Farmers fault FG’s proposed border closure amid food shortages

Farmers have said the government does not need to close the land borders again to tackle the food shortages in Nigeria.

The farmers who spoke with BusinessDay said the reopening of the land borders is not responsible for the country’s current food crisis.

They argue that border closure at this time would only be a “knee-jerk reaction”, meaning more hardship ahead for Nigerians as the law of demand and supply would come into play, causing food prices to increase further.

This is in reaction to the statement made by Abubakar Kyari, minister of agriculture and food security, on Friday, that the government might consider shutting the borders or ramp up production for local consumption and export, considering the shortage of food and the attendant price hikes in the country.

While the aim is to boost domestic production and curb smuggling, there are concerns that such a move may not achieve the desired outcome.

“It might probably not make much difference – shutting the borders from exportation of food items; rather, the government should focus more on investing in agriculture,” said Abiodun Olorundero, managing partners at Prasinos Farms.

He said this is because the cost of moving food items from the North to the South is on the high side.
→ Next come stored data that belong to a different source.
use actix_web::{HttpResponse, delete, get, post, put, web};

use crate::{
    AppState,
    api::extract::ValidatedJson,
    database::UnitOfWork,
    errors::{AppError, ErrorResponse},
    services::obrigacoes::{self, EmpresaCheck, ObrigacaoAcessoriaCreate, ObrigacaoAcessoriaResponse},
};

// --- Route Handlers ---

#[utoipa::path(
    post,
    path = "/obrigacoes/",
    tag = "Obrigações Acessórias",
    request_body = ObrigacaoAcessoriaCreate,
    responses(
        (status = 200, description = "Obrigação criada", body = ObrigacaoAcessoriaResponse),
        (status = 404, description = "Empresa não encontrada", body = ErrorResponse),
        (status = 422, description = "Dados inválidos", body = ErrorResponse)
    )
)]
#[post("")]
pub async fn create_obrigacao(
    data: web::Data<AppState>,
    payload: ValidatedJson<ObrigacaoAcessoriaCreate>,
) -> Result<HttpResponse, AppError> {
    let uow = UnitOfWork::begin(&data.db).await?;
    let created = obrigacoes::create(uow.conn(), &payload.0).await?;
    uow.commit().await?;

    Ok(HttpResponse::Ok().json(created))
}

#[utoipa::path(
    get,
    path = "/obrigacoes/",
    tag = "Obrigações Acessórias",
    responses(
        (status = 200, description = "Todas as obrigações", body = [ObrigacaoAcessoriaResponse])
    )
)]
#[get("")]
pub async fn get_obrigacoes(data: web::Data<AppState>) -> Result<HttpResponse, AppError> {
    let uow = UnitOfWork::begin(&data.db).await?;
    let list = obrigacoes::list(uow.conn()).await?;
    uow.commit().await?;

    Ok(HttpResponse::Ok().json(list))
}

#[utoipa::path(
    get,
    path = "/obrigacoes/{obrigacao_id}",
    tag = "Obrigações Acessórias",
    params(
        ("obrigacao_id" = i32, Path, description = "Obrigação ID")
    ),
    responses(
        (status = 200, description = "Obrigação encontrada", body = ObrigacaoAcessoriaResponse),
        (status = 404, description = "Obrigação Acessória não encontrada", body = ErrorResponse)
    )
)]
#[get("/{obrigacao_id}")]
pub async fn get_obrigacao_by_id(
    data: web::Data<AppState>,
    path: web::Path<i32>,
) -> Result<HttpResponse, AppError> {
    let obrigacao_id = path.into_inner();

    let uow = UnitOfWork::begin(&data.db).await?;
    let obrigacao = obrigacoes::get(uow.conn(), obrigacao_id).await?;
    uow.commit().await?;

    Ok(HttpResponse::Ok().json(obrigacao))
}

#[utoipa::path(
    put,
    path = "/obrigacoes/{obrigacao_id}",
    tag = "Obrigações Acessórias",
    params(
        ("obrigacao_id" = i32, Path, description = "Obrigação ID")
    ),
    request_body = ObrigacaoAcessoriaCreate,
    responses(
        (status = 200, description = "Obrigação atualizada", body = ObrigacaoAcessoriaResponse),
        (status = 404, description = "Obrigação (ou, com verificação ativa, empresa) não encontrada", body = ErrorResponse),
        (status = 409, description = "empresa_id não referencia uma empresa existente", body = ErrorResponse)
    )
)]
#[put("/{obrigacao_id}")]
pub async fn update_obrigacao(
    data: web::Data<AppState>,
    path: web::Path<i32>,
    payload: ValidatedJson<ObrigacaoAcessoriaCreate>,
) -> Result<HttpResponse, AppError> {
    let obrigacao_id = path.into_inner();
    let empresa_check: EmpresaCheck = data.config.obrigacao_update_checks_empresa.into();

    let uow = UnitOfWork::begin(&data.db).await?;
    let updated = obrigacoes::update(uow.conn(), obrigacao_id, &payload.0, empresa_check).await?;
    uow.commit().await?;

    Ok(HttpResponse::Ok().json(updated))
}

#[utoipa::path(
    delete,
    path = "/obrigacoes/{obrigacao_id}",
    tag = "Obrigações Acessórias",
    params(
        ("obrigacao_id" = i32, Path, description = "Obrigação ID")
    ),
    responses(
        (status = 200, description = "Obrigação excluída; retorna o último estado", body = ObrigacaoAcessoriaResponse),
        (status = 404, description = "Obrigação Acessória não encontrada", body = ErrorResponse)
    )
)]
#[delete("/{obrigacao_id}")]
pub async fn delete_obrigacao(
    data: web::Data<AppState>,
    path: web::Path<i32>,
) -> Result<HttpResponse, AppError> {
    let obrigacao_id = path.into_inner();

    let uow = UnitOfWork::begin(&data.db).await?;
    let deleted = obrigacoes::delete(uow.conn(), obrigacao_id).await?;
    uow.commit().await?;

    Ok(HttpResponse::Ok().json(deleted))
}

pub fn init_routes(cfg: &mut web::ServiceConfig) {
    cfg.service(
        web::scope("/obrigacoes")
            .service(get_obrigacoes)
            .service(get_obrigacao_by_id)
            .service(create_obrigacao)
            .service(update_obrigacao)
            .service(delete_obrigacao),
    );
}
With skyrocketing diesel prices, and several charges that the food transporters will pay to security agencies on the roads, final consumers are worst hit as these costs are transferred.

He said: “If the government moves some focus down South, a lot of costs will be cut on logistics. These are some of the things the government should consider, not just for the borders to be shut down; because even when the borders are closed, security agencies around the borders are porous.

“They still allow these items to go out. I mean, even if not during the day, at night, after being paid some amount of money.”

Highlighting the delicate balance the government must strike, Fatai Afolabi, managing consultant of Foremost Development Services Limited, said: “We need to be able to protect our borders to tame smuggling and not to shut down our borders. Local production is increasing but there is still a demand-supply gap in most of our commodities.”

In the past, border closure policies have failed to curb smuggling, leaving food prices to soar.

The federal government had in August 2019 closed its eight major land borders with neighbouring West African countries to stem the smuggling of agricultural commodities, particularly rice, and to encourage local production.

BusinessDay findings revealed that despite the closure of the borders, foreign rice and other key staples were smuggled into the Nigerian markets through new routes at higher costs, thus resulting in higher food prices and raising questions about the effectiveness of the policy.

The demand for staple foods in Nigeria has continued to rise over the years, with the country’s population growing faster (at 2.5 percent per annum) than food production.

Experts have said shortfall in the food supply resulted in surging prices during the border closure.

“What is the point of the border closure? When we closed it the last time, what did we achieve? We were supposed to achieve increased local production, at least for our staples. That’s how people will appreciate why the border was closed,” Edobong Akpabio, executive director of Greenport Nigeria, said.

She added that the amount of food being smuggled out of the country cannot be compared with what comes in.